Resuming communication after a hiatus can often bring about hesitation or unease, as people might feel uncertain about how the other party will react or how to re-establish rapport. Here are some tips to ease the process and make it feel more natural:
Contents
- 1 1. Acknowledge the Gap
- 2 2. Express Positivity and Interest
- 3 3. Be Honest (if applicable)
- 4 4. Ease into the Conversation
- 5 5. Be Prepared for Varied Responses
- 6 6. End with an Opportunity
- 7 Overcoming Hesitation:
- 8 Why You Should Reach Out
- 9 Why You Might Hesitate
- 10 Balancing the Decision
- 11 Why You Create “What If” Scenarios
- 12 How to Manage It
- 13 Reframing “What Ifs” Positively
- 14 Final Thought
1. Acknowledge the Gap
- Start by addressing the break in communication directly but briefly.
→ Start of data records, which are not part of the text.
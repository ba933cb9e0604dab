#[cfg(test)]
mod tests {
    use chrono::NaiveDate;
    use neetplan::db::{db::Db, mistakes::Mistakes, scores::Scores, tasks::Tasks};
    use neetplan::libs::export::{ExportData, ExportFormat, Exporter};
    use neetplan::libs::mistake::NewMistake;
    use neetplan::libs::planner::TaskStore;
    use neetplan::libs::score::{SubjectScore, TestKind};
    use neetplan::libs::task::{NewTask, TaskType};
    use tempfile::TempDir;
    use test_context::{test_context, TestContext};

    struct ExportTestContext {
        temp_dir: TempDir,
        db: Db,
    }

    impl TestContext for ExportTestContext {
        fn setup() -> Self {
            ExportTestContext {
                temp_dir: tempfile::tempdir().unwrap(),
                db: Db::in_memory().unwrap(),
            }
        }
    }

    fn date(m: u32, d: u32) -> NaiveDate {
        NaiveDate::from_ymd_opt(2025, m, d).unwrap()
    }

    #[test_context(ExportTestContext)]
    #[test]
    fn test_tasks_csv(ctx: &mut ExportTestContext) {
        let mut tasks = Tasks::new(&ctx.db.conn);
        tasks.add_task(&NewTask::new("physics", "p1", date(2, 3), TaskType::Theory)).unwrap();
        tasks.add_task(&NewTask::new("physics", "p1", date(4, 3), TaskType::Practice)).unwrap();

        let path = ctx.temp_dir.path().join("tasks.csv");
        let exporter = Exporter::new(ExportFormat::Csv, ExportData::Tasks, Some(path.clone()));
        assert_eq!(exporter.export(ExportData::Tasks, &ctx.db.conn).unwrap(), 2);

        let mut reader = csv::Reader::from_path(&path).unwrap();
        let headers = reader.headers().unwrap().clone();
        assert_eq!(&headers[0], "ID");
        let rows: Vec<csv::StringRecord> = reader.records().map(|r| r.unwrap()).collect();
        assert_eq!(rows.len(), 2);
        assert_eq!(&rows[0][3], "2025-02-03");
        assert_eq!(&rows[1][4], "3");
    }

    #[test_context(ExportTestContext)]
    #[test]
    fn test_scores_csv_has_row_per_subject(ctx: &mut ExportTestContext) {
        Scores::new(&ctx.db.conn)
            .insert(
                date(2, 9),
                TestKind::Full,
                vec![
                    SubjectScore::new("physics", 120.0, 180.0),
                    SubjectScore::new("chemistry", 140.0, 180.0),
                    SubjectScore::new("biology", 300.0, 360.0),
                ],
                None,
            )
            .unwrap();

        let path = ctx.temp_dir.path().join("scores.csv");
        let exporter = Exporter::new(ExportFormat::Csv, ExportData::Scores, Some(path.clone()));
        assert_eq!(exporter.export(ExportData::Scores, &ctx.db.conn).unwrap(), 1);

        let mut reader = csv::Reader::from_path(&path).unwrap();
        let subjects: Vec<String> = reader.records().map(|r| r.unwrap()[3].to_string()).collect();
        assert_eq!(subjects, vec!["physics", "chemistry", "biology"]);
    }

    #[test_context(ExportTestContext)]
    #[test]
    fn test_mistakes_json(ctx: &mut ExportTestContext) {
        Mistakes::new(&ctx.db.conn)
            .add(&NewMistake::new("biology", "b3", "Confused xylem and phloem"))
            .unwrap();

        let path = ctx.temp_dir.path().join("mistakes.json");
        let exporter = Exporter::new(ExportFormat::Json, ExportData::Mistakes, Some(path.clone()));
        assert_eq!(exporter.export(ExportData::Mistakes, &ctx.db.conn).unwrap(), 1);

        let json: serde_json::Value = serde_json::from_str(&std::fs::read_to_string(&path).unwrap()).unwrap();
        let records = json.as_array().unwrap();
        assert_eq!(records.len(), 1);
        assert_eq!(records[0]["content"], "Confused xylem and phloem");
        assert_eq!(records[0]["is_resolved"], false);
    }

    #[test_context(ExportTestContext)]
    #[test]
    fn test_nothing_to_export_writes_no_file(ctx: &mut ExportTestContext) {
        let path = ctx.temp_dir.path().join("empty.csv");
        let exporter = Exporter::new(ExportFormat::Csv, ExportData::Tasks, Some(path.clone()));
        assert_eq!(exporter.export(ExportData::Tasks, &ctx.db.conn).unwrap(), 0);
        assert!(!path.exists());
    }

    #[test]
    fn test_default_file_name() {
        let exporter = Exporter::new(ExportFormat::Json, ExportData::Scores, None);
        let name = exporter.output_path().to_string_lossy().to_string();
        assert!(name.starts_with("neetplan_scores_"));
        assert!(name.ends_with(".json"));
    }
}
For example:
“Hey, I know it’s been a while since we last spoke, but I wanted to reconnect and catch up.” - This shows awareness and avoids awkwardness.
2. Express Positivity and Interest
- Share why you’re reaching out in a way that highlights positivity and genuine interest:
“I’ve been thinking about our last conversation and wanted to see how you’ve been doing.”
3. Be Honest (if applicable)
- If there’s a reason for the hiatus, it’s okay to share it briefly, as long as it feels appropriate:
“Life got busy for a while, but I really value our connection and would love to reconnect.”
4. Ease into the Conversation
- Don’t start with heavy topics. Ask open-ended questions to make the conversation flow naturally:
“How have things been going on your end?” or “What’s new with you?”
5. Be Prepared for Varied Responses
- The other person may respond enthusiastically, neutrally, or hesitantly. Respect their reaction and let the conversation grow organically.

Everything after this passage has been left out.